**MATERIAL FOR THIS TASK:**
==============================
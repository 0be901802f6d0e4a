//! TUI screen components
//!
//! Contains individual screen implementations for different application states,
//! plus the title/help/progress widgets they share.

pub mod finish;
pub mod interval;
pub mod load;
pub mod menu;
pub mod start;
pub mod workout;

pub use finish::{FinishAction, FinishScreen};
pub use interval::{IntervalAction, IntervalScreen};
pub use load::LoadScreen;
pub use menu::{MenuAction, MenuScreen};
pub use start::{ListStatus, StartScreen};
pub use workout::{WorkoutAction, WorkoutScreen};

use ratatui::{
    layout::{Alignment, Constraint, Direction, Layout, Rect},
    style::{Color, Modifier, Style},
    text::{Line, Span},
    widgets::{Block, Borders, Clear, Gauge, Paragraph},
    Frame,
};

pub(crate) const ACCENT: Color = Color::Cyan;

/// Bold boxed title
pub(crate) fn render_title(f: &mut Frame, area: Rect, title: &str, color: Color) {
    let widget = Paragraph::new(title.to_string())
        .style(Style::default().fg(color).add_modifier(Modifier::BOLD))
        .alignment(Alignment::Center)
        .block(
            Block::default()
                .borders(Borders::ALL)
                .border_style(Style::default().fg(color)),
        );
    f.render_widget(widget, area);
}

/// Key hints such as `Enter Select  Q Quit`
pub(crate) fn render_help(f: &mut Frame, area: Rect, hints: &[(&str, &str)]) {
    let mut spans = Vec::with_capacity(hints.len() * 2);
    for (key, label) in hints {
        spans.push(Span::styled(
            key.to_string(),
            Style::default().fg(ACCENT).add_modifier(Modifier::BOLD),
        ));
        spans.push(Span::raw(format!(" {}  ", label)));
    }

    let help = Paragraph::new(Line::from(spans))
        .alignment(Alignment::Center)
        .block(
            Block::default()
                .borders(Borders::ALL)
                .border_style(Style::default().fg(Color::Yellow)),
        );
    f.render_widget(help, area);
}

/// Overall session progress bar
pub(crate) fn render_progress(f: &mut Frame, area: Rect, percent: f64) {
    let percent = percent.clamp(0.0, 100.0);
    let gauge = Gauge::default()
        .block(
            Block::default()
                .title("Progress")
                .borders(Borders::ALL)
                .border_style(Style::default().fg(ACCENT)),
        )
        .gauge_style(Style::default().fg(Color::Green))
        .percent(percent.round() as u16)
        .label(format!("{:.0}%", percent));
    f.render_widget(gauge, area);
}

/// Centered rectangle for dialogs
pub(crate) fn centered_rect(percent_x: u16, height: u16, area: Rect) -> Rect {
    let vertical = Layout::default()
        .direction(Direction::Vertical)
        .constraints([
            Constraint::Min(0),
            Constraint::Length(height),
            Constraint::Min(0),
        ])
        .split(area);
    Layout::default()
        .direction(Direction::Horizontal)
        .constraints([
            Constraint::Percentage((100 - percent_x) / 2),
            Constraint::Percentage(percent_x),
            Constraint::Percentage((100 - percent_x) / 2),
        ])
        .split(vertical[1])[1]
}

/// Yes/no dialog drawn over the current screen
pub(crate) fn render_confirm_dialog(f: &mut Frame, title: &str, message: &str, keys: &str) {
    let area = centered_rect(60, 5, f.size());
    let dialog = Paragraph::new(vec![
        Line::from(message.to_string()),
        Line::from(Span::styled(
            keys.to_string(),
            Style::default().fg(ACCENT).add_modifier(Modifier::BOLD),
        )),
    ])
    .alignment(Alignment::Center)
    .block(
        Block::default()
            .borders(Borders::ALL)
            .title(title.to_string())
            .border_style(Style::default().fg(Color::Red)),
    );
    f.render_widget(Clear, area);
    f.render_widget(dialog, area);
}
==============================
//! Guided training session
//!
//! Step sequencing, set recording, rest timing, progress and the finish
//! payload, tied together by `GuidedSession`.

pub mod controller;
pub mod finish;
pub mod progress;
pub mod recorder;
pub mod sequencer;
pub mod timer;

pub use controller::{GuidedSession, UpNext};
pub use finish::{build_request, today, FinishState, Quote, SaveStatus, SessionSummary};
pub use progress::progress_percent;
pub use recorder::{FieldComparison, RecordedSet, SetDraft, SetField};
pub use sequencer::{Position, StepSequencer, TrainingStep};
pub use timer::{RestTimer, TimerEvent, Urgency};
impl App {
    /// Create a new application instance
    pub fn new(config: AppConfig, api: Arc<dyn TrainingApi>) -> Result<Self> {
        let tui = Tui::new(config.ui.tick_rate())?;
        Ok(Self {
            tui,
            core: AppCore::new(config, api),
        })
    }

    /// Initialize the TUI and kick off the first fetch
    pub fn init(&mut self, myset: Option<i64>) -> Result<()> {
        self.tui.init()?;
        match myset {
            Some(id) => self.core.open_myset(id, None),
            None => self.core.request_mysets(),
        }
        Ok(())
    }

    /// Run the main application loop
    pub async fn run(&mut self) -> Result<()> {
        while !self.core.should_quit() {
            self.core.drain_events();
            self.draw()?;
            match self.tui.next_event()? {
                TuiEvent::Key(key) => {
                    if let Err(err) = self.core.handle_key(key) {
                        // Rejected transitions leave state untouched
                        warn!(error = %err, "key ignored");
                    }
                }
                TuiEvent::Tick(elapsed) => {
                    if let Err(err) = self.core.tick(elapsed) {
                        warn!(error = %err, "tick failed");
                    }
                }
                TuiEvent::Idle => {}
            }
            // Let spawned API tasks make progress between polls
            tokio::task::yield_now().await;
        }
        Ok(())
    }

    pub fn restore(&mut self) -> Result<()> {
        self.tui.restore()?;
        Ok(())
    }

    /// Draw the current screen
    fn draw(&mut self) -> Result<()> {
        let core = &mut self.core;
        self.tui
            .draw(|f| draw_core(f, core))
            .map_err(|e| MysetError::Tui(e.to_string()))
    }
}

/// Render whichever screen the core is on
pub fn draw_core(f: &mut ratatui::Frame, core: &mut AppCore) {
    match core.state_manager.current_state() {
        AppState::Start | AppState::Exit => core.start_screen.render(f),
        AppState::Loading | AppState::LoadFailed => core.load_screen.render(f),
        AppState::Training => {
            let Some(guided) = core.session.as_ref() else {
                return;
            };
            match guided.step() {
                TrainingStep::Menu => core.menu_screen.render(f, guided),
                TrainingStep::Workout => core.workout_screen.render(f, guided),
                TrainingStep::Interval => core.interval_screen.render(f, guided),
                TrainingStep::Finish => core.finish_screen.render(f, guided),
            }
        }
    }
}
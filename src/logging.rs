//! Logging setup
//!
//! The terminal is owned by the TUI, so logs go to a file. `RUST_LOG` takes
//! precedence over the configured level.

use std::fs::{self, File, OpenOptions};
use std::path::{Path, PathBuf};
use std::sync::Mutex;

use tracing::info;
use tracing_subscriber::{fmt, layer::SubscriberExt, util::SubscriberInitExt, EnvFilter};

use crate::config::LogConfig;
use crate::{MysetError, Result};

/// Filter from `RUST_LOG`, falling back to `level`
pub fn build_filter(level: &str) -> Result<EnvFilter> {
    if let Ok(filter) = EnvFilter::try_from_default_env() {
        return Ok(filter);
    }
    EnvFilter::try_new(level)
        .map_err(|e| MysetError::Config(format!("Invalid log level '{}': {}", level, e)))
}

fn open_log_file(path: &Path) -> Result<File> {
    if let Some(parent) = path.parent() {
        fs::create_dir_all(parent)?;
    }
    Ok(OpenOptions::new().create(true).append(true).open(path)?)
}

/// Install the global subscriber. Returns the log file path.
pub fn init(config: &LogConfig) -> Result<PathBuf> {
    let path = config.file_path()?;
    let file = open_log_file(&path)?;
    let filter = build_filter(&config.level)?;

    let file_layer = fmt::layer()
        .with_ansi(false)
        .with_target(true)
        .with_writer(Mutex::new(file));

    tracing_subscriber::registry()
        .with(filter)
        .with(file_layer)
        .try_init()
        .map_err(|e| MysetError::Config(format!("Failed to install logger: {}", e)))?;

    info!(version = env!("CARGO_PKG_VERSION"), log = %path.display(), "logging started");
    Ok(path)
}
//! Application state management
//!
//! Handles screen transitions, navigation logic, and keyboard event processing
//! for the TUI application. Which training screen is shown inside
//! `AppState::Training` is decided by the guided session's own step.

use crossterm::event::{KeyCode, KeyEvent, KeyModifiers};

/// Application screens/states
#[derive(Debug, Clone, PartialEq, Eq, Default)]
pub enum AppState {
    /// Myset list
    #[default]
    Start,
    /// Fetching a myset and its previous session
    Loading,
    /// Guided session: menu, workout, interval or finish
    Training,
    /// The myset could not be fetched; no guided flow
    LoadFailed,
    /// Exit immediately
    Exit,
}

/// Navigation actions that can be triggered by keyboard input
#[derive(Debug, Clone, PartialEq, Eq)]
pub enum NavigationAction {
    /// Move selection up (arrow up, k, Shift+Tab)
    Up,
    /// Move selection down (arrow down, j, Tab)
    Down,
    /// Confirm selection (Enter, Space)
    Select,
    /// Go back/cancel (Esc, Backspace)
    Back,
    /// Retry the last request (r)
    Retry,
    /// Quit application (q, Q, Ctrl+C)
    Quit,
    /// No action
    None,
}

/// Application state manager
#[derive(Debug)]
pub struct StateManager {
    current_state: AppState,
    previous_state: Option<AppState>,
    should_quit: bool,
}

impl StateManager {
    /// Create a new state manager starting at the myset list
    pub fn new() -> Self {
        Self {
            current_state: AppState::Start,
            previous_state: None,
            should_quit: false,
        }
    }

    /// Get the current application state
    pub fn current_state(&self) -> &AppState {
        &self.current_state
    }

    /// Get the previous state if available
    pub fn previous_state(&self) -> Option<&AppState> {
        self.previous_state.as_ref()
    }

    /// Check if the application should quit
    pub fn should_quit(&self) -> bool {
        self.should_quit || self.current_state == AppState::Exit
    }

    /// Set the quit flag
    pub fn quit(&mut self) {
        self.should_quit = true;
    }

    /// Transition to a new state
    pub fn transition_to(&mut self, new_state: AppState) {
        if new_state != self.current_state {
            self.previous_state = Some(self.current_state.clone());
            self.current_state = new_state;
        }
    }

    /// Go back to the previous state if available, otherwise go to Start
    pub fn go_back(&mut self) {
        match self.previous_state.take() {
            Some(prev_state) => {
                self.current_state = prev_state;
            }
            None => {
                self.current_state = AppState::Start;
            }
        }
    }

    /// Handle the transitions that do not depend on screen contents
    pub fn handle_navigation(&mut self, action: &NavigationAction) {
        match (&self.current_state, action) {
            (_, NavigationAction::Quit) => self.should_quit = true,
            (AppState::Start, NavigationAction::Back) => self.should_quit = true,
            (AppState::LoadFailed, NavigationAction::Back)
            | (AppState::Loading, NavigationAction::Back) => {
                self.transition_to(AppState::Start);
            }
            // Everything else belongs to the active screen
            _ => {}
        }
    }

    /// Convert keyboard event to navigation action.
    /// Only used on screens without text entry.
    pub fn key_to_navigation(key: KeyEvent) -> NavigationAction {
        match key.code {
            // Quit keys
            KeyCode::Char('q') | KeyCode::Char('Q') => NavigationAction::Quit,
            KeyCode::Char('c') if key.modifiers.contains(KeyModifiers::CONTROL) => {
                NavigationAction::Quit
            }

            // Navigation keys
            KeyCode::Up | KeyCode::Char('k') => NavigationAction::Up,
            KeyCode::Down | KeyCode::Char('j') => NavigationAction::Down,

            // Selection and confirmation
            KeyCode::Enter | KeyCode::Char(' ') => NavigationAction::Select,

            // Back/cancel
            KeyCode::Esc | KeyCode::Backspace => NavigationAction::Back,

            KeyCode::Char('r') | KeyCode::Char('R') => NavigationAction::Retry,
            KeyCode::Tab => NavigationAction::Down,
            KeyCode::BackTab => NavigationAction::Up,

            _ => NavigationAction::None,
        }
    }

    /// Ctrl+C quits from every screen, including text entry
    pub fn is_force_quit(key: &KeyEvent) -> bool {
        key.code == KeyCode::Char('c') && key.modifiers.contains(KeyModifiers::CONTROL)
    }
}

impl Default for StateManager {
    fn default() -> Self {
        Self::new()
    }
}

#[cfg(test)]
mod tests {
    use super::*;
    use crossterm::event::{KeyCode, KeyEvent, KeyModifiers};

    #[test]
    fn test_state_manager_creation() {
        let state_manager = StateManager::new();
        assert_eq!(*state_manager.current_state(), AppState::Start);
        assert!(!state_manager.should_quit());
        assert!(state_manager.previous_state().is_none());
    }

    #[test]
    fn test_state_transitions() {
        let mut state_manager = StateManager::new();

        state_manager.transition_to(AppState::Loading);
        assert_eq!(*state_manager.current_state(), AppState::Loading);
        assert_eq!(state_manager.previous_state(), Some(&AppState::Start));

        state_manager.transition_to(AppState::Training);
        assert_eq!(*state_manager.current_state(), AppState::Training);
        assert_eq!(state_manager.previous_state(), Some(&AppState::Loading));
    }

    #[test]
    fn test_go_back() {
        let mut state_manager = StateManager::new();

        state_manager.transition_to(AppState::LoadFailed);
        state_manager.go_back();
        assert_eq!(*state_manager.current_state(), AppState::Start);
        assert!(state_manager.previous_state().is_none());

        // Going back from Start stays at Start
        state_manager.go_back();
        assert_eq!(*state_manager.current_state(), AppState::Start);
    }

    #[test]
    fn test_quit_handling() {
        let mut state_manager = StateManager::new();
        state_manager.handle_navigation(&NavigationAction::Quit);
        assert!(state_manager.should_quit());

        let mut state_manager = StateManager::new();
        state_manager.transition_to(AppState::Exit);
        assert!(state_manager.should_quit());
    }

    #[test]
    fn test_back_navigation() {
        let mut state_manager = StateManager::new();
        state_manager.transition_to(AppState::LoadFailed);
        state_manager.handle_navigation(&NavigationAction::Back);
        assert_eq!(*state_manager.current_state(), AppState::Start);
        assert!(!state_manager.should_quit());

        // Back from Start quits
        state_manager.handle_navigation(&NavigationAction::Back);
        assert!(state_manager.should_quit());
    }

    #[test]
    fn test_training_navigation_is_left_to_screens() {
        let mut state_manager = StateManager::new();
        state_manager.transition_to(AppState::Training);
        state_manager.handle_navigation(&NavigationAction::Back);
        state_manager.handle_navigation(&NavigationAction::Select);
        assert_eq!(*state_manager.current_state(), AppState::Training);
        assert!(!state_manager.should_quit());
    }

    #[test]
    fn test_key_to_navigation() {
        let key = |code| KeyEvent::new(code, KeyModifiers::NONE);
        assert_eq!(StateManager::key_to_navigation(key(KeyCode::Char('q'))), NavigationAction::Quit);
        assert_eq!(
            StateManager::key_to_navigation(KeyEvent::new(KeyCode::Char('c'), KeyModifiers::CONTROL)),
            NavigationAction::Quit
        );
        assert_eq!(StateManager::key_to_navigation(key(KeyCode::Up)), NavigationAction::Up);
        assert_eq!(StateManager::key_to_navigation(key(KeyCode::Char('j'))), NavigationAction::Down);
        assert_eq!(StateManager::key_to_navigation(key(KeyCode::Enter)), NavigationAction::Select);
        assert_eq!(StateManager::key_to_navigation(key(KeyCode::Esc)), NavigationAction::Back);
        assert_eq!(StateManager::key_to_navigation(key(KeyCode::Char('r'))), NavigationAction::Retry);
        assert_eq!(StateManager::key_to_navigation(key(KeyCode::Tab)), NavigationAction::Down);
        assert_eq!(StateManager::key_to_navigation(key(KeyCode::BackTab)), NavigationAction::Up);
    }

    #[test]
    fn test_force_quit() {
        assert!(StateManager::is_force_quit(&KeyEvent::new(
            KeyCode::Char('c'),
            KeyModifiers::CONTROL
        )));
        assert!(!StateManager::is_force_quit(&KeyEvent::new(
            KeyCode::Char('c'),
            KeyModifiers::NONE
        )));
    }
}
==============================
**INSTRUCTIONS TO FOLLOW:**
In the data above, find the line with "Key hints such" and the line with "u16, area: Rect)". Retype both, plus every line between them, exactly.

**RESULT OF THE TASK:**
/// Key hints such as `Enter Select  Q Quit`
pub(crate) fn render_help(f: &mut Frame, area: Rect, hints: &[(&str, &str)]) {
    let mut spans = Vec::with_capacity(hints.len() * 2);
    for (key, label) in hints {
        spans.push(Span::styled(
            key.to_string(),
            Style::default().fg(ACCENT).add_modifier(Modifier::BOLD),
        ));
        spans.push(Span::raw(format!(" {}  ", label)));
    }

    let help = Paragraph::new(Line::from(spans))
        .alignment(Alignment::Center)
        .block(
            Block::default()
                .borders(Borders::ALL)
                .border_style(Style::default().fg(Color::Yellow)),
        );
    f.render_widget(help, area);
}

/// Overall session progress bar
pub(crate) fn render_progress(f: &mut Frame, area: Rect, percent: f64) {
    let percent = percent.clamp(0.0, 100.0);
    let gauge = Gauge::default()
        .block(
            Block::default()
                .title("Progress")
                .borders(Borders::ALL)
                .border_style(Style::default().fg(ACCENT)),
        )
        .gauge_style(Style::default().fg(Color::Green))
        .percent(percent.round() as u16)
        .label(format!("{:.0}%", percent));
    f.render_widget(gauge, area);
}

/// Centered rectangle for dialogs
pub(crate) fn centered_rect(percent_x: u16, height: u16, area: Rect) -> Rect {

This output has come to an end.